Task details: All that should be output is the block of lines below from the line with "if v.staking.is_zero() ||" to the line with "let line = line.trim();", both included, exactly as written.

The data:

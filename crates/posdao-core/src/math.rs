// Overflow-safe proportional arithmetic for reward and pot calculations.

use crate::types::Amount;
use num_bigint::BigUint;

/// `a * b / denom`, rounded down. Falls back to big integers when the product
/// does not fit in 128 bits. Returns `None` on a zero denominator or when the
/// quotient itself overflows.
pub fn mul_div(a: Amount, b: Amount, denom: Amount) -> Option<Amount> {
    if denom == 0 {
        return None;
    }
    match a.checked_mul(b) {
        Some(product) => Some(product / denom),
        None => {
            let wide = BigUint::from(a) * BigUint::from(b) / BigUint::from(denom);
            u128::try_from(&wide).ok()
        }
    }
}

/// `amount * percent / 100`, saturating on nonsense input.
pub fn percent_of(amount: Amount, percent: u64) -> Amount {
    mul_div(amount, percent as Amount, 100).unwrap_or(Amount::MAX)
}
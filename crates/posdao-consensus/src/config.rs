// ENGINE CONFIGURATION
// Everything fixed at genesis, loadable from JSON.
//
// SAFETY INVARIANTS:
// 1. A config that fails validate() never reaches the engine
// 2. Every bounded parameter starts on an entry of its allowed table
// 3. Genesis validators have distinct, non-zero staking and mining addresses

use crate::connectivity::ConnectivityParams;
use crate::validator_set::RotationParams;
use posdao_core::{Address, Amount, EpochConfigError, EpochSettings, ParamError};
use posdao_economics::{BonusScoreParams, RewardError, RewardParams, StakingParams};
use serde::{Deserialize, Serialize};
use std::collections::BTreeSet;
use thiserror::Error;

#[derive(Debug, Error)]
pub enum ConfigError {
    #[error("invalid JSON config: {0}")]
    Json(#[from] serde_json::Error),

    #[error("epoch settings: {0}")]
    Epoch(#[from] EpochConfigError),

    #[error("parameter: {0}")]
    Param(#[from] ParamError),

    #[error("reward parameters: {0}")]
    Reward(#[from] RewardError),

    #[error("committee sizing: {0}")]
    Sizing(#[from] crate::committee::SizingError),

    #[error("genesis validator set is empty")]
    NoGenesisValidators,

    #[error("genesis validator {0} is listed twice or reuses an address")]
    DuplicateGenesisValidator(Address),

    #[error("genesis validator uses the zero address")]
    ZeroAddress,

    #[error("owner address must be set")]
    ZeroOwner,
}

#[derive(Debug, Clone, Copy, PartialEq, Eq, Serialize, Deserialize)]
pub struct GenesisValidator {
    pub staking: Address,
    pub mining: Address,
    pub stake: Amount,
}

#[derive(Debug, Clone, PartialEq, Eq, Serialize, Deserialize)]
#[serde(default)]
pub struct EngineConfig {
    pub epoch: EpochSettings,
    pub staking: StakingParams,
    pub reward: RewardParams,
    pub bonus: BonusScoreParams,
    pub rotation: RotationParams,
    pub connectivity: ConnectivityParams,

    /// May change bounded parameters and the governance address
    pub owner: Address,

    /// Only caller of ban_validator / remove_malicious_validators
    pub misbehavior_oracle: Address,

    pub genesis_validators: Vec<GenesisValidator>,
}

impl Default for EngineConfig {
    fn default() -> Self {
        EngineConfig {
            epoch: EpochSettings::default(),
            staking: StakingParams::default(),
            reward: RewardParams::default(),
            bonus: BonusScoreParams::default(),
            rotation: RotationParams::default(),
            connectivity: ConnectivityParams::default(),
            owner: Address::ZERO,
            misbehavior_oracle: Address::ZERO,
            genesis_validators: Vec::new(),
        }
    }
}

impl EngineConfig {
    /// Parse and validate. Missing sections take their defaults.
    pub fn from_json(text: &str) -> Result<Self, ConfigError> {
        let config: EngineConfig = serde_json::from_str(text)?;
        config.validate()?;
        Ok(config)
    }

    pub fn to_json(&self) -> Result<String, ConfigError> {
        Ok(serde_json::to_string_pretty(self)?)
    }

    pub fn validate(&self) -> Result<(), ConfigError> {
        self.epoch.validate()?;
        self.staking.validate()?;
        self.reward.validate()?;
        self.bonus.validate()?;
        self.rotation.validate()?;
        self.connectivity.validate()?;
        if self.owner.is_zero() {
            return Err(ConfigError::ZeroOwner);
        }
        if self.genesis_validators.is_empty() {
            return Err(ConfigError::NoGenesisValidators);
        }
        let mut seen = BTreeSet::new();
        for v in &self.genesis_validators {
            if v.staking.is_zero() || v.mining.is_zero() {
                return Err(ConfigError::ZeroAddress);
            }
            if v.staking == v.mining || !seen.insert(v.staking) || !seen.insert(v.mining) {
                return Err(ConfigError::DuplicateGenesisValidator(v.mining));
            }
        }
        Ok(())
    }
}
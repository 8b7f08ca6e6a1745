pub(crate) const DEFAULT_PORT_NAME: &str = "/dev/ttyUSB0";
pub(crate) const DEFAULT_BAUD_RATE: u32 = 115200;
pub(crate) const DEFAULT_FOV_DEGREES: f64 = 65.;
pub(crate) const DEFAULT_GRID_SIZE: usize = 8;
// Largest supported grid side, 4096 zones.
pub(crate) const MAX_GRID_SIZE: usize = 64;
pub(crate) const DEFAULT_MAX_DISTANCE: f64 = 4000.;
// Bounds a blocking read so the reader can observe termination.
pub(crate) const SERIAL_READ_TIMEOUT_MS: u64 = 100;
pub(crate) const MAX_LINE_LENGTH: usize = 4096;
pub(crate) const TERMINATOR_CAPACITY: usize = 10;
pub const RENDER_INTERVAL_MS: u64 = 50;
pub(crate) const FRAME_START: char = '{';
pub(crate) const FRAME_END: char = '}';
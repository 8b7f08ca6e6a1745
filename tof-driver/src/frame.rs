use crate::constants::{FRAME_END, FRAME_START};
use std::fmt;
use tof_data::DistanceFrame;

/// Reason a line from the transport did not become a frame.
/// These never leave the acquisition thread.
#[derive(Debug, PartialEq)]
pub(crate) enum FrameRejection {
    NotACandidate,
    Malformed,
    WrongLength(usize, usize),
    InvalidDistance(usize),
}

impl fmt::Display for FrameRejection {
    fn fmt(&self, f: &mut fmt::Formatter) -> fmt::Result {
        match self {
            FrameRejection::NotACandidate => write!(f, "not a JSON object"),
            FrameRejection::Malformed => write!(f, "no numeric distances array"),
            FrameRejection::WrongLength(expected, actual) => write!(f, "expected {} distances, found {}", expected, actual),
            FrameRejection::InvalidDistance(index) => write!(f, "invalid distance at zone {}", index),
        }
    }
}

/// Decodes raw bytes of one line, replacing invalid UTF-8 instead of failing.
pub(crate) fn decode_line(raw: &[u8]) -> String {
    String::from_utf8_lossy(raw).trim().to_string()
}

pub(crate) fn is_frame_candidate(line: &str) -> bool {
    let line = line.trim();
    line.starts_with(FRAME_START) && line.ends_with(FRAME_END)
}

/// Parses one trimmed line into a frame of exactly `n_zones` distances.
///
/// The line has to be a JSON object with a `distances` array. Unknown fields
/// are ignored.
pub(crate) fn parse_frame(line: &str, n_zones: usize) -> Result<DistanceFrame, FrameRejection> {
    if !is_frame_candidate(line) {
        return Err(FrameRejection::NotACandidate);
    }
    let frame: DistanceFrame =
        serde_json::from_str(line).map_err(|_| FrameRejection::Malformed)?;
    validate_frame(&frame, n_zones)?;
    Ok(frame)
}

fn validate_frame(frame: &DistanceFrame, n_zones: usize) -> Result<(), FrameRejection> {
    if frame.len() != n_zones {
        return Err(FrameRejection::WrongLength(n_zones, frame.len()));
    }
    match frame
        .distances
        .iter()
        .position(|d| !d.is_finite() || *d < 0.)
    {
        Some(index) => Err(FrameRejection::InvalidDistance(index)),
        None => Ok(()),
    }
}
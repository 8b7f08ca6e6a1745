pub(crate) fn degree_to_radian(degree: f64) -> f64 {
    degree * std::f64::consts::PI / 180.
}

/// `n` evenly spaced samples from `start` to `end`, both ends included.
///
/// Unlike numpy's `linspace`, which returns `[start]` for a single sample,
/// a single sample sits at the midpoint, so a one-zone grid looks straight
/// down the optical axis.
pub(crate) fn linspace(start: f64, end: f64, n: usize) -> Vec<f64> {
    match n {
        0 => Vec::new(),
        1 => vec![(start + end) / 2.],
        _ => {
            let step = (end - start) / ((n - 1) as f64);
            (0..n)
                .map(|i| if i == n - 1 { end } else { start + (i as f64) * step })
                .collect()
        }
    }
}

/// Normalizes `value` by `max` into [0, 1]. A non-positive `max` saturates.
pub(crate) fn normalize_clamped(value: f64, max: f64) -> f64 {
    if max <= 0. || max.is_nan() {
        return 1.;
    }
    (value / max).clamp(0., 1.)
}
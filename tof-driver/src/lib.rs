mod channel;
pub mod colormap;
mod config;
mod constants;
mod direction;
mod driver_threads;
mod error;
mod frame;
mod numeric;
mod projector;
mod render;
mod serial;
#[cfg(test)]
mod time;

use crate::serial::open_port;
use log::{error, info};
use std::io::BufReader;
use tof_data::DistanceFrame;

pub use crate::channel::{latest_frame_channel, LatestFrameReceiver, LatestFrameSender};
pub use crate::config::SensorConfig;
pub use crate::constants::RENDER_INTERVAL_MS;
pub use crate::direction::DirectionTable;
pub use crate::driver_threads::{join, spawn_reader, DriverThreads};
pub use crate::error::TofError;
pub use crate::projector::{DisplayAxes, Projector, SensorAxis, SENSOR_TO_DISPLAY};
pub use crate::render::{render_loop, RenderSink, ViewBounds};

/// Function to launch the time-of-flight sensor reader.
///
/// Opens the serial port named in `config` and starts the acquisition thread.
/// The returned receiver always holds only the newest valid frame.
/// Failing to open the port is fatal and is not retried.
///
/// # Arguments
///
/// * `config` - Port name, baud rate and grid geometry of the sensor.
pub fn run_driver(
    config: &SensorConfig,
) -> Result<(DriverThreads, LatestFrameReceiver<DistanceFrame>), TofError> {
    config.validate()?;

    let port = match open_port(&config.port_name, config.baud_rate) {
        Ok(port) => port,
        Err(e) => {
            error!("Failed to open \"{}\". Error: {}", config.port_name, e);
            return Err(e);
        }
    };
    info!("Connected to {}", config.port_name);

    spawn_reader(BufReader::new(port), config.n_zones(), &config.port_name)
}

Solution for this problem:
            if v.staking.is_zero() || v.mining.is_zero() {
                return Err(ConfigError::ZeroAddress);
            }
            if v.staking == v.mining || !seen.insert(v.staking) || !seen.insert(v.mining) {
                return Err(ConfigError::DuplicateGenesisValidator(v.mining));
            }
        }
        Ok(())
    }
}
repository 8b7f08ca6e6a1745
pub(crate) const DEFAULT_PORT_NAME: &str = "/dev/ttyUSB0";
pub(crate) const DEFAULT_BAUD_RATE: u32 = 115200;
pub(crate) const DEFAULT_FOV_DEGREES: f64 = 65.;
pub(crate) const DEFAULT_GRID_SIZE: usize = 8;
// Largest supported grid side, 4096 zones.
pub(crate) const MAX_GRID_SIZE: usize = 64;
pub(crate) const DEFAULT_MAX_DISTANCE: f64 = 4000.;
// Bounds a blocking read so the reader can observe termination.
pub(crate) const SERIAL_READ_TIMEOUT_MS: u64 = 100;
pub(crate) const MAX_LINE_LENGTH: usize = 4096;
pub(crate) const TERMINATOR_CAPACITY: usize = 10;
pub const RENDER_INTERVAL_MS: u64 = 50;
pub(crate) const FRAME_START: char = '{';
pub(crate) const FRAME_END: char = '}';
repository 8b7f08ca6e6a1745
filename tof-driver/src/frame.rs
use crate::constants::{FRAME_END, FRAME_START};
use std::fmt;
use tof_data::DistanceFrame;

/// Reason a line from the transport did not become a frame.
/// These never leave the acquisition thread.
#[derive(Debug, PartialEq)]
pub(crate) enum FrameRejection {
    NotACandidate,
    Malformed,
    WrongLength(usize, usize),
    InvalidDistance(usize),
}

impl fmt::Display for FrameRejection {
    fn fmt(&self, f: &mut fmt::Formatter) -> fmt::Result {
        match self {
            FrameRejection::NotACandidate => write!(f, "not a JSON object"),
            FrameRejection::Malformed => write!(f, "no numeric distances array"),
            FrameRejection::WrongLength(expected, actual) => write!(f, "expected {} distances, found {}", expected, actual),
            FrameRejection::InvalidDistance(index) => write!(f, "invalid distance at zone {}", index),
        }
    }
}

/// Decodes raw bytes of one line, replacing invalid UTF-8 instead of failing.
pub(crate) fn decode_line(raw: &[u8]) -> String {
    String::from_utf8_lossy(raw).trim().to_string()
}

pub(crate) fn is_frame_candidate(line: &str) -> bool {
    let line = line.trim();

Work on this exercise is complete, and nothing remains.